• **Problem to solve**
From the records below, print exactly the lines starting at the one containing "players must be" and ending at the one containing "assert_eq!(config.tick_rate_ms, 600);", ends included, and nothing else.

• **Information shown**
//! Server configuration module
//!
//! Handles loading and parsing of server configuration from files and environment variables.

use std::env;
use std::path::PathBuf;

use anyhow::{Context, Result};
use serde::{Deserialize, Serialize};

/// Server configuration
#[derive(Debug, Clone, Serialize, Deserialize)]
pub struct ServerConfig {
    /// Path to the configuration file
    #[serde(skip)]
    pub config_path: PathBuf,

    /// Server name displayed to players
    #[serde(default = "default_server_name")]
    pub server_name: String,

    /// World ID (1-255)
    #[serde(default = "default_world_id")]
    pub world_id: u8,

    /// Game port (TCP)
    #[serde(default = "default_game_port")]
    pub game_port: u16,

    /// Path to map square data files (land/loc CRC + streaming source)
    #[serde(default = "default_maps_path")]
    pub maps_path: PathBuf,

    /// Path to data files (configs, scripts, etc.)
    #[serde(default = "default_data_path")]
    pub data_path: PathBuf,

    /// Maximum number of players
    #[serde(default = "default_max_players")]
    pub max_players: u32,

    /// Game tick rate in milliseconds
    #[serde(default = "default_tick_rate")]
    pub tick_rate_ms: u64,

    /// Autosave interval in seconds (0 to disable)
    #[serde(default = "default_autosave_interval")]
    pub autosave_interval_secs: u64,

    /// Development mode flag
    #[serde(default)]
    pub dev_mode: bool,

    /// Enable debug logging
    #[serde(default)]
    pub debug: bool,
}

// Default value functions
fn default_server_name() -> String {
    "Rustscape".to_string()
}

fn default_world_id() -> u8 {
    1
}

fn default_game_port() -> u16 {
    43594
}

fn default_maps_path() -> PathBuf {
    PathBuf::from("./data/maps")
}

fn default_data_path() -> PathBuf {
    PathBuf::from("./data")
}

fn default_max_players() -> u32 {
    2000
}

fn default_tick_rate() -> u64 {
    600 // 600ms = standard RS tick rate
}

fn default_autosave_interval() -> u64 {
    300 // 5 minutes = 300 seconds
}

impl Default for ServerConfig {
    fn default() -> Self {
        Self {
            config_path: PathBuf::from("config/server.toml"),
            server_name: default_server_name(),
            world_id: default_world_id(),
            game_port: default_game_port(),
            maps_path: default_maps_path(),
            data_path: default_data_path(),
            max_players: default_max_players(),
            tick_rate_ms: default_tick_rate(),
            autosave_interval_secs: default_autosave_interval(),
            dev_mode: false,
            debug: false,
        }
    }
}

impl ServerConfig {
    /// Load configuration from file and environment variables
    pub async fn load() -> Result<Self> {
        let config_path = env::var("RUSTSCAPE_CONFIG")
            .map(PathBuf::from)
            .unwrap_or_else(|_| PathBuf::from("config/server.toml"));

        let mut config = if config_path.exists() {
            let content = tokio::fs::read_to_string(&config_path)
                .await
                .with_context(|| {
                    format!("Failed to read config file: {}", config_path.display())
                })?;

            toml::from_str(&content).with_context(|| {
                format!("Failed to parse config file: {}", config_path.display())
            })?
        } else {
            tracing::warn!(
                "Config file not found at {}, using defaults",
                config_path.display()
            );
            Self::default()
        };

        config.config_path = config_path;
        config.apply_env_overrides();
        config.validate()?;

        Ok(config)
    }

    /// Apply environment variable overrides
    fn apply_env_overrides(&mut self) {
        if let Ok(val) = env::var("RUSTSCAPE_SERVER_NAME") {
            self.server_name = val;
        }
        if let Ok(val) = env::var("RUSTSCAPE_WORLD_ID") {
            if let Ok(id) = val.parse() {
                self.world_id = id;
            }
        }
        if let Ok(val) = env::var("RUSTSCAPE_GAME_PORT") {
            if let Ok(port) = val.parse() {
                self.game_port = port;
            }
        }
        if let Ok(val) = env::var("RUSTSCAPE_MAPS_PATH") {
            self.maps_path = PathBuf::from(val);
        }
        if let Ok(val) = env::var("RUSTSCAPE_DATA_PATH") {
            self.data_path = PathBuf::from(val);
        }
        if let Ok(val) = env::var("RUSTSCAPE_MAX_PLAYERS") {
            if let Ok(max) = val.parse() {
                self.max_players = max;
            }
        }
        if let Ok(val) = env::var("RUSTSCAPE_DEV_MODE") {
            self.dev_mode = val.to_lowercase() == "true" || val == "1";
        }
        if let Ok(val) = env::var("RUSTSCAPE_DEBUG") {
            self.debug = val.to_lowercase() == "true" || val == "1";
        }
    }

    /// Validate the configuration
    fn validate(&self) -> Result<()> {
        if self.world_id == 0 {
            anyhow::bail!("World ID must be between 1 and 255");
        }

        if self.max_players == 0 || self.max_players > 10000 {
            anyhow::bail!("Max players must be between 1 and 10000");
        }

        if self.tick_rate_ms < 100 || self.tick_rate_ms > 5000 {
            anyhow::bail!("Tick rate must be between 100ms and 5000ms");
        }

        Ok(())
    }

    /// Get the actual game port (base port + world ID)
    pub fn actual_game_port(&self) -> u16 {
        self.game_port + self.world_id as u16
    }
}

#[cfg(test)]
mod tests {
    use super::*;

    #[test]
    fn test_default_config() {
        let config = ServerConfig::default();
        assert_eq!(config.server_name, "Rustscape");
        assert_eq!(config.world_id, 1);
        assert_eq!(config.game_port, 43594);
        assert_eq!(config.tick_rate_ms, 600);
        assert_eq!(config.autosave_interval_secs, 300);
    }

    #[test]
    fn test_actual_game_port() {
        let mut config = ServerConfig::default();
        config.world_id = 1;
        assert_eq!(config.actual_game_port(), 43595);

        config.world_id = 2;
        assert_eq!(config.actual_game_port(), 43596);
    }

    #[test]
    fn test_validation() {
        let mut config = ServerConfig::default();
        assert!(config.validate().is_ok());

        config.world_id = 0;
        assert!(config.validate().is_err());
        config.world_id = 1;

        config.tick_rate_ms = 10;
        assert!(config.validate().is_err());
    }
}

• **Exercise result**
            anyhow::bail!("Max players must be between 1 and 10000");
        }

        if self.tick_rate_ms < 100 || self.tick_rate_ms > 5000 {
            anyhow::bail!("Tick rate must be between 100ms and 5000ms");
        }

        Ok(())
    }

    /// Get the actual game port (base port + world ID)
    pub fn actual_game_port(&self) -> u16 {
        self.game_port + self.world_id as u16
    }
}

#[cfg(test)]
mod tests {
    use super::*;

    #[test]
    fn test_default_config() {
        let config = ServerConfig::default();
        assert_eq!(config.server_name, "Rustscape");
        assert_eq!(config.world_id, 1);
        assert_eq!(config.game_port, 43594);
        assert_eq!(config.tick_rate_ms, 600);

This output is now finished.